Records from a data source:
■ ■ ■ ■

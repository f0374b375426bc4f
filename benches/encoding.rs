//! Key encoding and 128-bit codec benchmarks for OpalDB
//!
//! These benchmarks measure the hot paths of index maintenance: encoding
//! column values into byte-comparable keys, comparing encoded keys, and
//! formatting/parsing wide integers for display and literals.

use criterion::{black_box, criterion_group, criterion_main, BenchmarkId, Criterion};
use opaldb::encoding::int128::{
    format_i128_into, parse_i128, Int128Format, MAX_ENCODED_LEN,
};
use opaldb::keys::{
    key_traits, Float8KeyTraits, Int8KeyTraits, KeyBuf, KeyTraits, UInt16KeyTraits,
    VarBytesKeyTraits, INT8_KEY_TRAITS, VAR_BYTES_KEY_TRAITS,
};
use opaldb::types::{DataType, Value};
use std::hint::black_box as hint_black_box;

fn bench_fixed_key_encode(c: &mut Criterion) {
    let mut group = c.benchmark_group("fixed_key_encode");

    group.bench_function("int8_positive", |b| {
        b.iter(|| hint_black_box(Int8KeyTraits::encode(black_box(12345678i64))));
    });

    group.bench_function("int8_negative", |b| {
        b.iter(|| hint_black_box(Int8KeyTraits::encode(black_box(-12345678i64))));
    });

    group.bench_function("uint16", |b| {
        b.iter(|| {
            hint_black_box(UInt16KeyTraits::encode(black_box(
                0xDEAD_BEEF_DEAD_BEEF_DEAD_BEEF_DEAD_BEEFu128,
            )))
        });
    });

    group.bench_function("float8_positive", |b| {
        b.iter(|| hint_black_box(Float8KeyTraits::encode(black_box(std::f64::consts::PI))));
    });

    group.bench_function("float8_negative", |b| {
        b.iter(|| hint_black_box(Float8KeyTraits::encode(black_box(-std::f64::consts::PI))));
    });

    group.finish();
}

fn bench_var_key_encode(c: &mut Criterion) {
    let mut group = c.benchmark_group("var_key_encode");

    let payloads: Vec<(&str, Vec<u8>)> = vec![
        ("text_short", b"hello".to_vec()),
        (
            "text_medium",
            b"The quick brown fox jumps over the lazy dog".to_vec(),
        ),
        ("blob_256", (0..=255u8).collect()),
        ("blob_all_escapes", vec![0x00; 64]),
    ];

    for (name, payload) in payloads {
        group.bench_with_input(BenchmarkId::new("encode", name), &payload, |b, data| {
            b.iter(|| hint_black_box(VarBytesKeyTraits::encode(black_box(data))));
        });
    }

    group.finish();
}

fn bench_encode_value(c: &mut Criterion) {
    let mut group = c.benchmark_group("encode_value");

    let cases: Vec<(&str, DataType, Value<'static>)> = vec![
        ("int8", DataType::Int8, Value::Int8(12345678)),
        ("uint4", DataType::UInt4, Value::UInt4(42)),
        ("float8", DataType::Float8, Value::Float8(99.99)),
        ("bool", DataType::Bool, Value::Bool(true)),
        ("text", DataType::Text, Value::from("hello world")),
    ];

    for (name, data_type, value) in cases {
        let traits = key_traits(data_type).unwrap();
        group.bench_with_input(BenchmarkId::new("dispatch", name), &value, |b, value| {
            let mut key = KeyBuf::new();
            b.iter(|| {
                key.clear();
                traits.encode_value(black_box(value), &mut key).unwrap();
                hint_black_box(key.len())
            });
        });
    }

    group.finish();
}

fn bench_key_comparison(c: &mut Criterion) {
    let mut group = c.benchmark_group("key_comparison");

    let key1 = Int8KeyTraits::encode(100);
    let key2 = Int8KeyTraits::encode(-100);
    let key3 = Int8KeyTraits::encode(100);

    group.bench_function("decode_path_different", |b| {
        b.iter(|| hint_black_box(INT8_KEY_TRAITS.compare(black_box(&key1), black_box(&key2))));
    });

    group.bench_function("decode_path_equal", |b| {
        b.iter(|| hint_black_box(INT8_KEY_TRAITS.compare(black_box(&key1), black_box(&key3))));
    });

    group.bench_function("raw_bytes_different", |b| {
        b.iter(|| hint_black_box(black_box(key1.as_slice()).cmp(black_box(key2.as_slice()))));
    });

    let text1 = VarBytesKeyTraits::encode(b"user_123_category_apple");
    let text2 = VarBytesKeyTraits::encode(b"user_123_category_banana");

    group.bench_function("var_bytes_different", |b| {
        b.iter(|| hint_black_box(VAR_BYTES_KEY_TRAITS.compare(black_box(&text1), black_box(&text2))));
    });

    group.finish();
}

fn bench_int128_format(c: &mut Criterion) {
    let mut group = c.benchmark_group("int128_format");

    let test_values: Vec<(i128, &str)> = vec![
        (0, "zero"),
        (127, "small"),
        (-12345678, "negative"),
        (i128::MAX, "max_i128"),
        (i128::MIN, "min_i128"),
    ];

    for (value, name) in test_values {
        group.bench_with_input(BenchmarkId::new("radix_10", name), &value, |b, &value| {
            let mut buf = [0u8; MAX_ENCODED_LEN];
            b.iter(|| {
                let text =
                    format_i128_into(black_box(value), Int128Format::default(), &mut buf).unwrap();
                hint_black_box(text.len())
            });
        });
    }

    group.bench_function("radix_16_max", |b| {
        let mut buf = [0u8; MAX_ENCODED_LEN];
        let format = Int128Format::radix(16);
        b.iter(|| {
            let text = format_i128_into(black_box(i128::MAX), format, &mut buf).unwrap();
            hint_black_box(text.len())
        });
    });

    group.bench_function("radix_2_max", |b| {
        let mut buf = [0u8; MAX_ENCODED_LEN];
        let format = Int128Format::radix(2);
        b.iter(|| {
            let text = format_i128_into(black_box(i128::MAX), format, &mut buf).unwrap();
            hint_black_box(text.len())
        });
    });

    group.finish();
}

fn bench_int128_parse(c: &mut Criterion) {
    let mut group = c.benchmark_group("int128_parse");

    let test_cases: Vec<(&str, String, u32)> = vec![
        ("radix_10_small", "127".to_string(), 10),
        ("radix_10_negative", "-12345678".to_string(), 10),
        ("radix_10_max", i128::MAX.to_string(), 10),
        ("radix_16_max", format!("{:x}", i128::MAX), 16),
    ];

    for (name, text, radix) in test_cases {
        group.bench_with_input(BenchmarkId::new("parse", name), &text, |b, text| {
            b.iter(|| hint_black_box(parse_i128(black_box(text), radix).unwrap()));
        });
    }

    group.finish();
}

criterion_group!(
    benches,
    bench_fixed_key_encode,
    bench_var_key_encode,
    bench_encode_value,
    bench_key_comparison,
    bench_int128_format,
    bench_int128_parse,
);
criterion_main!(benches);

■ ■ ■ ■

**The problem:**
Reproduce the records in full, exactly as written.

**Exercise response:**
repository f0374b375426bc4f
filename benches/encoding.rs
//! Key encoding and 128-bit codec benchmarks for OpalDB
//!
//! These benchmarks measure the hot paths of index maintenance: encoding
//! column values into byte-comparable keys, comparing encoded keys, and
//! formatting/parsing wide integers for display and literals.

use criterion::{black_box, criterion_group, criterion_main, BenchmarkId, Criterion};
use opaldb::encoding::int128::{
    format_i128_into, parse_i128, Int128Format, MAX_ENCODED_LEN,
};
use opaldb::keys::{
    key_traits, Float8KeyTraits, Int8KeyTraits, KeyBuf, KeyTraits, UInt16KeyTraits,
    VarBytesKeyTraits, INT8_KEY_TRAITS, VAR_BYTES_KEY_TRAITS,
};
use opaldb::types::{DataType, Value};
use std::hint::black_box as hint_black_box;

fn bench_fixed_key_encode(c: &mut Criterion) {
    let mut group = c.benchmark_group("fixed_key_encode");

    group.bench_function("int8_positive", |b| {
        b.iter(|| hint_black_box(Int8KeyTraits::encode(black_box(12345678i64))));
    });

    group.bench_function("int8_negative", |b| {
        b.iter(|| hint_black_box(Int8KeyTraits::encode(black_box(-12345678i64))));
    });

    group.bench_function("uint16", |b| {
        b.iter(|| {
            hint_black_box(UInt16KeyTraits::encode(black_box(
                0xDEAD_BEEF_DEAD_BEEF_DEAD_BEEF_DEAD_BEEFu128,
            )))
        });
    });

    group.bench_function("float8_positive", |b| {
        b.iter(|| hint_black_box(Float8KeyTraits::encode(black_box(std::f64::consts::PI))));
    });

    group.bench_function("float8_negative", |b| {
        b.iter(|| hint_black_box(Float8KeyTraits::encode(black_box(-std::f64::consts::PI))));
    });

    group.finish();
}

fn bench_var_key_encode(c: &mut Criterion) {
    let mut group = c.benchmark_group("var_key_encode");

    let payloads: Vec<(&str, Vec<u8>)> = vec![
        ("text_short", b"hello".to_vec()),
        (
            "text_medium",
            b"The quick brown fox jumps over the lazy dog".to_vec(),
        ),
        ("blob_256", (0..=255u8).collect()),
        ("blob_all_escapes", vec![0x00; 64]),
    ];

    for (name, payload) in payloads {
        group.bench_with_input(BenchmarkId::new("encode", name), &payload, |b, data| {
            b.iter(|| hint_black_box(VarBytesKeyTraits::encode(black_box(data))));
        });
    }

    group.finish();
}

fn bench_encode_value(c: &mut Criterion) {
    let mut group = c.benchmark_group("encode_value");

    let cases: Vec<(&str, DataType, Value<'static>)> = vec![
        ("int8", DataType::Int8, Value::Int8(12345678)),
        ("uint4", DataType::UInt4, Value::UInt4(42)),
        ("float8", DataType::Float8, Value::Float8(99.99)),
        ("bool", DataType::Bool, Value::Bool(true)),
        ("text", DataType::Text, Value::from("hello world")),
    ];

    for (name, data_type, value) in cases {
        let traits = key_traits(data_type).unwrap();
        group.bench_with_input(BenchmarkId::new("dispatch", name), &value, |b, value| {
            let mut key = KeyBuf::new();
            b.iter(|| {
                key.clear();
                traits.encode_value(black_box(value), &mut key).unwrap();
                hint_black_box(key.len())
            });
        });
    }

    group.finish();
}

fn bench_key_comparison(c: &mut Criterion) {
    let mut group = c.benchmark_group("key_comparison");

    let key1 = Int8KeyTraits::encode(100);
    let key2 = Int8KeyTraits::encode(-100);
    let key3 = Int8KeyTraits::encode(100);

    group.bench_function("decode_path_different", |b| {
        b.iter(|| hint_black_box(INT8_KEY_TRAITS.compare(black_box(&key1), black_box(&key2))));
    });

    group.bench_function("decode_path_equal", |b| {
        b.iter(|| hint_black_box(INT8_KEY_TRAITS.compare(black_box(&key1), black_box(&key3))));
    });

    group.bench_function("raw_bytes_different", |b| {
        b.iter(|| hint_black_box(black_box(key1.as_slice()).cmp(black_box(key2.as_slice()))));
    });

    let text1 = VarBytesKeyTraits::encode(b"user_123_category_apple");
    let text2 = VarBytesKeyTraits::encode(b"user_123_category_banana");

    group.bench_function("var_bytes_different", |b| {
        b.iter(|| hint_black_box(VAR_BYTES_KEY_TRAITS.compare(black_box(&text1), black_box(&text2))));
    });

    group.finish();
}

fn bench_int128_format(c: &mut Criterion) {
    let mut group = c.benchmark_group("int128_format");

    let test_values: Vec<(i128, &str)> = vec![
        (0, "zero"),
        (127, "small"),
        (-12345678, "negative"),
        (i128::MAX, "max_i128"),
        (i128::MIN, "min_i128"),
    ];

    for (value, name) in test_values {
        group.bench_with_input(BenchmarkId::new("radix_10", name), &value, |b, &value| {
            let mut buf = [0u8; MAX_ENCODED_LEN];
            b.iter(|| {
                let text =
                    format_i128_into(black_box(value), Int128Format::default(), &mut buf).unwrap();
                hint_black_box(text.len())
            });
        });
    }

    group.bench_function("radix_16_max", |b| {
        let mut buf = [0u8; MAX_ENCODED_LEN];
        let format = Int128Format::radix(16);
        b.iter(|| {
            let text = format_i128_into(black_box(i128::MAX), format, &mut buf).unwrap();
            hint_black_box(text.len())
        });
    });

    group.bench_function("radix_2_max", |b| {
        let mut buf = [0u8; MAX_ENCODED_LEN];
        let format = Int128Format::radix(2);
        b.iter(|| {
            let text = format_i128_into(black_box(i128::MAX), format, &mut buf).unwrap();
            hint_black_box(text.len())
        });
    });

    group.finish();
}

fn bench_int128_parse(c: &mut Criterion) {
    let mut group = c.benchmark_group("int128_parse");

    let test_cases: Vec<(&str, String, u32)> = vec![
        ("radix_10_small", "127".to_string(), 10),
        ("radix_10_negative", "-12345678".to_string(), 10),
        ("radix_10_max", i128::MAX.to_string(), 10),
        ("radix_16_max", format!("{:x}", i128::MAX), 16),
    ];

    for (name, text, radix) in test_cases {
        group.bench_with_input(BenchmarkId::new("parse", name), &text, |b, text| {
            b.iter(|| hint_black_box(parse_i128(black_box(text), radix).unwrap()));
        });
    }

    group.finish();
}

criterion_group!(
    benches,
    bench_fixed_key_encode,
    bench_var_key_encode,
    bench_encode_value,
    bench_key_comparison,
    bench_int128_format,
    bench_int128_parse,
);
criterion_main!(benches);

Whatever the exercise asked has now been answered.